1991 yılının ortalarında, Fransa’nın kuzeydoğusundaki Alsace’da bir arkadaş toplantısı yapılıyordu. 22 yaşındaki Emmanuelle Ancel ile Ordu’dan Fransa’ya göç eden bir ailenin 25 yaşındaki oğlu Mustafa Şenocak işte bu toplantıda tanıştı. Altı ay flört ettikten sonra birlikte yaşamaya karar verdiler.

Mustafa Şenocak, elektrikçi olduğunu söylüyordu. Birlikte oldukları dönemde, Mustafa iki ay hiç haber vermeden ortadan kayboldu. İki ay sonra çıkıp geldiğinde, Emmanuelle’e, "Benden kaynaklanmayan bir karşılıksız çek olayı yüzünden hapse girdim" dedi. Emmanuelle, Mustafa’ya aşıktı ve inanmıştı. Hatta sonraları, "Benim basit bir hayatım var. Böylesine olayların başıma geleceğini düşünemezdim bile" diyecekti.

Mustafa’nın ciddi bir alkol sorunu vardı. Daha beraberliklerinin ilk yılında Emmanuelle’i dövmeye başladı. Öyle ki, bir gün sokak ortasında Emmanuelle’i döverken, yoldan geçen bir sürücünün müdahelesi bile Mustafa’yı durduramadı. Aynı sürücünün polise haber vermesiyle Mustafa tutuklandı.

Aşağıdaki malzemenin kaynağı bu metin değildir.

#[cfg(test)]
mod tests {
    use super::*;
    use crate::workflow::{AgentSelector, StepType};
    use std::sync::Mutex;

    struct FakeDirectory {
        instances: Vec<AgentInstance>,
        definitions: HashMap<String, AgentDefinition>,
        statuses: Mutex<HashMap<String, AgentStatus>>,
    }

    impl AgentDirectory for FakeDirectory {
        fn available_instances(&self, workspace_id: &str, project_id: &str) -> Vec<AgentInstance> {
            self.instances
                .iter()
                .filter(|i| i.workspace_id == workspace_id && i.project_id == project_id)
                .filter(|i| {
                    self.statuses
                        .lock()
                        .unwrap()
                        .get(&i.id)
                        .map(|s| *s == AgentStatus::Idle)
                        .unwrap_or(i.status == AgentStatus::Idle)
                })
                .cloned()
                .collect()
        }

        fn definition(&self, id: &str) -> Option<AgentDefinition> {
            self.definitions.get(id).cloned()
        }

        fn set_instance_status(&self, instance_id: &str, status: AgentStatus) {
            self.statuses.lock().unwrap().insert(instance_id.to_string(), status);
        }
    }

    fn instance(id: &str, def: &str) -> AgentInstance {
        AgentInstance {
            id: id.to_string(),
            definition_id: def.to_string(),
            workspace_id: "ws".to_string(),
            project_id: "proj".to_string(),
            status: AgentStatus::Idle,
            config: HashMap::new(),
        }
    }

    fn definition(id: &str, caps: &[&str]) -> AgentDefinition {
        AgentDefinition {
            id: id.to_string(),
            name: id.to_string(),
            capabilities: caps.iter().map(|s| s.to_string()).collect(),
            is_enabled: true,
        }
    }

    fn directory() -> FakeDirectory {
        let mut definitions = HashMap::new();
        definitions.insert("def-code".to_string(), definition("def-code", &["code"]));
        FakeDirectory {
            instances: vec![instance("agent-1", "def-code")],
            definitions,
            statuses: Mutex::new(HashMap::new()),
        }
    }

    fn step_with_capability(cap: &str) -> WorkflowStep {
        let mut step = WorkflowStep::new("s1", "s1", 1, StepType::Agent);
        step.agent_selector = AgentSelector {
            required_capabilities: vec![cap.to_string()],
            ..Default::default()
        };
        step
    }

    #[test]
    fn assigns_agent_matching_capability() {
        let controller = MultiAgentController::new(Box::new(directory()));
        let context = WorkflowContext::new("exec", "ws", "proj", HashMap::new());
        let step = step_with_capability("code");
        let assignment = controller.assign_with_failover(&step, &context, "se-1", 3).unwrap();
        assert_eq!(assignment.instance_id, "agent-1");
    }

    #[test]
    fn no_suitable_agent_returns_error() {
        let controller = MultiAgentController::new(Box::new(directory()));
        let context = WorkflowContext::new("exec", "ws", "proj", HashMap::new());
        let step = step_with_capability("vision");
        let result = controller.assign_with_failover(&step, &context, "se-1", 3);
        assert!(matches!(result, Err(ControllerError::NoSuitableAgent(_))));
    }

    #[test]
    fn cleanup_removes_expired_reservation() {
        let controller = MultiAgentController::new(Box::new(directory()));
        let context = WorkflowContext::new("exec", "ws", "proj", HashMap::new());
        let step = step_with_capability("code");
        let mut assignment = controller.assign_with_failover(&step, &context, "se-1", 3).unwrap();
        let reservation = controller.reserve_resources(&mut assignment, &context, -10);
        assert_eq!(controller.get_assignment_stats().active_reservations, 1);
        controller.cleanup_stale_assignments();
        assert_eq!(controller.get_assignment_stats().active_reservations, 0);
        let _ = reservation;
    }
}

Durumu öğrenen Emmanuelle’in ailesi onu hemen tatile gönderdi ama üç ay sonra Mustafa tekrar hayatlarındaydı. Defalarca özür dilemiş, alkolü bırakacağına söz vermişti. Emmanuelle, Mustafa’yı niye affettiğini şöyle açıklıyordu: "O benim ilk erkeğimdi, bir hata yüzünden kaybetmemek gerektiğini düşünüyordum."

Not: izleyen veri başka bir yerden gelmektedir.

// Copyright (c) 2025 LLM DevOps
// SPDX-License-Identifier: MIT OR Apache-2.0

//! Workflow graph data model: `WorkflowDefinition`, `WorkflowStep`, and the
//! enums that describe their lifecycle.

use serde::{Deserialize, Serialize};
use serde_json::Value;
use std::collections::{HashMap, HashSet};

/// Dispatch discriminant for a workflow step.
#[derive(Debug, Clone, Copy, PartialEq, Eq, Hash, Serialize, Deserialize)]
#[serde(rename_all = "snake_case")]
pub enum StepType {
    Task,
    Condition,
    Parallel,
    Sequential,
    Agent,
}

/// Terminal and non-terminal states of a `WorkflowExecution`.
#[derive(Debug, Clone, Copy, PartialEq, Eq, Serialize, Deserialize)]
#[serde(rename_all = "snake_case")]
pub enum WorkflowExecutionStatus {
    Pending,
    Running,
    WaitingForDependencies,
    Paused,
    Completed,
    Failed,
    Cancelled,
    Timeout,
}

impl WorkflowExecutionStatus {
    pub fn is_terminal(&self) -> bool {
        matches!(
            self,
            WorkflowExecutionStatus::Completed
                | WorkflowExecutionStatus::Failed
                | WorkflowExecutionStatus::Cancelled
                | WorkflowExecutionStatus::Timeout
        )
    }
}

/// States a single step-execution passes through.
#[derive(Debug, Clone, Copy, PartialEq, Eq, Serialize, Deserialize)]
#[serde(rename_all = "snake_case")]
pub enum StepExecutionStatus {
    Pending,
    Waiting,
    Running,
    Completed,
    Failed,
    Skipped,
    Retrying,
    Timeout,
    Cancelled,
}

impl StepExecutionStatus {
    pub fn is_terminal(&self) -> bool {
        matches!(
            self,
            StepExecutionStatus::Completed
                | StepExecutionStatus::Failed
                | StepExecutionStatus::Skipped
                | StepExecutionStatus::Cancelled
                | StepExecutionStatus::Timeout
        )
    }
}

/// An optional agent selector carried by `agent`-typed steps.
#[derive(Debug, Clone, Default, Serialize, Deserialize)]
pub struct AgentSelector {
    pub agent_definition_id: Option<String>,
    pub agent_instance_id: Option<String>,
    pub required_capabilities: Vec<String>,
}

/// A single node in a workflow DAG.
#[derive(Debug, Clone, Serialize, Deserialize)]
pub struct WorkflowStep {
    pub id: String,
    pub name: String,
    pub step_order: i64,
    pub step_type: StepType,
    pub condition_expression: Option<String>,
    #[serde(default)]
    pub agent_selector: AgentSelector,
    pub depends_on_steps: HashSet<String>,
    #[serde(default)]
    pub config: HashMap<String, Value>,
    pub timeout_seconds: Option<u64>,
    pub max_retries: Option<u32>,
}

impl WorkflowStep {
    pub fn new(id: impl Into<String>, name: impl Into<String>, step_order: i64, step_type: StepType) -> Self {
        Self {
            id: id.into(),
            name: name.into(),
            step_order,
            step_type,
            condition_expression: None,
            agent_selector: AgentSelector::default(),
            depends_on_steps: HashSet::new(),
            config: HashMap::new(),
            timeout_seconds: None,
            max_retries: None,
        }
    }

    pub fn with_depends_on(mut self, deps: impl IntoIterator<Item = String>) -> Self {
        self.depends_on_steps = deps.into_iter().collect();
        self
    }

    pub fn with_condition(mut self, expr: impl Into<String>) -> Self {
        self.condition_expression = Some(expr.into());
        self
    }

    pub fn with_config(mut self, config: HashMap<String, Value>) -> Self {
        self.config = config;
        self
    }

    /// `step.config.inputs`, as referenced by §4.5.1 input resolution.
    pub fn inputs(&self) -> HashMap<String, String> {
        self.config
            .get("inputs")
            .and_then(|v| v.as_object())
            .map(|obj| {
                obj.iter()
                    .filter_map(|(k, v)| v.as_str().map(|s| (k.clone(), s.to_string())))
                    .collect()
            })
            .unwrap_or_default()
    }

    pub fn assignment_strategy(&self) -> Option<String> {
        self.config
            .get("assignment_strategy")
            .and_then(|v| v.as_str())
            .map(String::from)
    }
}

/// A named, versioned DAG of typed steps owned by a workspace/project.
#[derive(Debug, Clone, Serialize, Deserialize)]
pub struct WorkflowDefinition {
    pub id: String,
    pub workspace_id: String,
    pub project_id: String,
    pub name: String,
    pub version: u32,
    pub is_active: bool,
    pub default_timeout_seconds: u64,
    pub default_max_retries: u32,
    pub steps: Vec<WorkflowStep>,
}

impl WorkflowDefinition {
    pub fn new(
        id: impl Into<String>,
        workspace_id: impl Into<String>,
        project_id: impl Into<String>,
        name: impl Into<String>,
    ) -> Self {
        Self {
            id: id.into(),
            workspace_id: workspace_id.into(),
            project_id: project_id.into(),
            name: name.into(),
            version: 1,
            is_active: true,
            default_timeout_seconds: 3600,
            default_max_retries: 3,
            steps: Vec::new(),
        }
    }

    pub fn with_steps(mut self, steps: Vec<WorkflowStep>) -> Self {
        self.steps = steps;
        self
    }

    pub fn step_by_id(&self, id: &str) -> Option<&WorkflowStep> {
        self.steps.iter().find(|s| s.id == id)
    }

    pub fn step_timeout(&self, step: &WorkflowStep) -> u64 {
        step.timeout_seconds.unwrap_or(self.default_timeout_seconds)
    }

    pub fn step_max_retries(&self, step: &WorkflowStep) -> u32 {
        step.max_retries.unwrap_or(self.default_max_retries)
    }
}

#[cfg(test)]
mod tests {
    use super::*;

    #[test]
    fn step_input_parsing_reads_inputs_map() {
        let mut config = HashMap::new();
        config.insert(
            "inputs".to_string(),
            serde_json::json!({"message": "steps.a.result", "count": "total"}),
        );
        let step = WorkflowStep::new("b", "B", 2, StepType::Task).with_config(config);
        let inputs = step.inputs();
        assert_eq!(inputs.get("message").unwrap(), "steps.a.result");
        assert_eq!(inputs.get("count").unwrap(), "total");
    }

    #[test]
    fn step_timeout_falls_back_to_workflow_default() {
        let workflow = WorkflowDefinition::new("wf", "ws", "proj", "test");
        let step = WorkflowStep::new("a", "A", 1, StepType::Task);
        assert_eq!(workflow.step_timeout(&step), 3600);
    }
}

Emmanuelle böyle düşünürken, Mustafa’nın Fransız polisindeki suç kayıtlarından haberi yoktu. Avusturya’da uyuşturucu satıcılığı, Fransa Colmar’da ölümle tehdit ve alıkoyma, haneye ve arabaya zorla girerek hırsızlık, araba hırsızlığı, kaza sonrası kaçış, parasını ödemeden otelde kalma, Mustafa’nın suçlarından bazılarıydı.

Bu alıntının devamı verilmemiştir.